Windows Phone 7, Day 8: Ringtones, Screenshots, and Other Pet Peeves
By Tony Bradley, PCWorld
30 Days With Windows Phone 7: Day 8
[Author’s Note:I stand corrected. The article has been updated to reflect the fact that Windows Phone 7.5 “Mango” does allow custom ringtones to be created.]
Having used Windows Phone 7 in my 30 Days With Windows Phone 7 series for an entire week now–first with NoDo running on the HTC HD7S, and now with Mango running on a Samsung Focus–I can say that I am mostly impressed so far. But, I am also building a short, but growing list of things that annoy and frustrate me about Microsoft’s mobile OS.
So far on my list are custom ringtones, capturing screenshots, and syncing contacts. Let’s examine these three pet peeves:
When I hear a phone ring, I want to be able to tell instantly whether it is mine, or the guy behind me in line, or the lady walking past me in the parking lot. I want my ring to be unique and distinctive. With Windows Phone 7, though, I can’t create custom ringtones–or so I thought.
I used to save snippets of MP3s as ringtones with Windows Mobile, and I was pissed off when I switched to the iPhone and found out I couldn’t do that anymore. I actually bought software just to enable me to use my vast library of MP3s to create ringtones for my iPhone.
With this Samsung Focus I have about 40 ringtones to choose from, but they all sound like some sort of cheesy 80’s Casio synthesizer, and none of them are all that unique. By the time I got done testing them out I could barely tell them apart. Why can’t I just make my own ringtones from MP3s like I used to with Windows Mobile?
Well, Windows Phone 7 may not be able to use custom ringtones, but Microsoft has fixed that with Windows Phone 7.5. With Mango, the ringtone must be less than 39 seconds, a file size smaller than 1MB, saved in either MP3 or WMA format, and not copy-protected (meaning no DRM guarding it). I downloaded a free MP3 editor, opened up the m4a song file, clipped the 39-second segment I wanted, and saved it as a new MP3 version. Once you have a song file that meets the criteria, you just have to edit its settings from within the Zune software to change its assigned Genre to “ringtone” and then it shows up as a ringtone on the Mango device.
It is not as simple as I recall it being on Windows Mobile, but then I haven’t touched Windows Mobile in years so my memory of the process may be romanticized to some extent. I seem to recall being able to simply choose any song on the smartphone and assign it as a ringtone. But, it isn’t too difficult and I definitely appreciate being wrong about the lack of custom ringtones with Mango.
I understand that this may not come up very often for average users. I mean, how often do you feel the need to take a picture of what is on your smartphone screen?
But, as a tech writer I need to capture screenshots from my smartphone on a regular basis to use as images for articles I am working on. I can also see some limited purpose for average users as well–perhaps to capture a screen with a new high score on a game to post to Facebook or Twitter.
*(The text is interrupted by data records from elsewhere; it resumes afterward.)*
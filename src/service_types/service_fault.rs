// OPCUA for Rust
// SPDX-License-Identifier: MPL-2.0
// Copyright (C) 2017-2024 Adam Lock

use std::io::{Read, Write};

use crate::{
    encodeable::MessageInfo,
    encoding::*,
    expanded_node_id::ExpandedNodeId,
    node_ids::{DataTypeId, ObjectId},
    request_header::RequestHeader,
    response_header::ResponseHeader,
    status_code::StatusCode,
};

/// The response a server sends when a service level error occurred and no service specific
/// response can be produced.
#[derive(Debug, Clone, PartialEq)]
pub struct ServiceFault {
    pub response_header: ResponseHeader,
}

impl MessageInfo for ServiceFault {
    fn data_type_id() -> ExpandedNodeId {
        DataTypeId::ServiceFault.into()
    }
    fn binary_encoding_id() -> ExpandedNodeId {
        ObjectId::ServiceFault_Encoding_DefaultBinary.into()
    }
    fn xml_encoding_id() -> ExpandedNodeId {
        ObjectId::ServiceFault_Encoding_DefaultXml.into()
    }
}

impl BinaryEncoder<ServiceFault> for ServiceFault {
    fn byte_len(&self) -> usize {
        self.response_header.byte_len()
    }

    fn encode<S: Write>(&self, stream: &mut S) -> EncodingResult<usize> {
        self.response_header.encode(stream)
    }

    fn decode<S: Read>(stream: &mut S, decoding_options: &DecodingOptions) -> EncodingResult<Self> {
        let response_header = ResponseHeader::decode(stream, decoding_options)?;
        Ok(ServiceFault { response_header })
    }
}

impl ServiceFault {
    pub fn new(request_header: &RequestHeader, service_result: StatusCode) -> ServiceFault {
        ServiceFault {
            response_header: ResponseHeader::new_service_result(request_header, service_result),
        }
    }
}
With my iPhone, I can just hold the power button and the home button simultaneously, and voila! One iPhone screenshot captured. With Windows Phone 7 I have to set the smartphone down, then get my iPhone and take a picture of the screen.
I use Microsoft Outlook for my email, contacts, and calendar. My iPhone has synced up with my contacts and calendar in Outlook just fine for years. So, why is it that the mobile OS from Microsoft is incapable of syncing with Microsoft’s own software?
Actually, I think I know the answer. I believe it has to do with wireless syncing over the air. My iPhone relies on being physically connected to my PC (at least until iOS 5 gets here) so it can sync that information between the PC and the iPhone. Windows Phone 7, though, is capable of updating and syncing without connecting to my PC–which means it needs the data it is syncing with to be available in the cloud somewhere.
Understanding the logic doesn’t make it less annoying, though. In order to make sure that my Windows Phone 7 contacts and calendar are accurate and current, I had to jump through some hoops to make sure my Windows Live account stays synced with Outlook. Then Windows Phone 7 syncs with Windows Live and I’m all set.
The end result is functional, but it seems like a convoluted means of getting information I already have sitting here in my PC, and it means I have one more thing to set up and maintain in order to make sure it all stays in sync.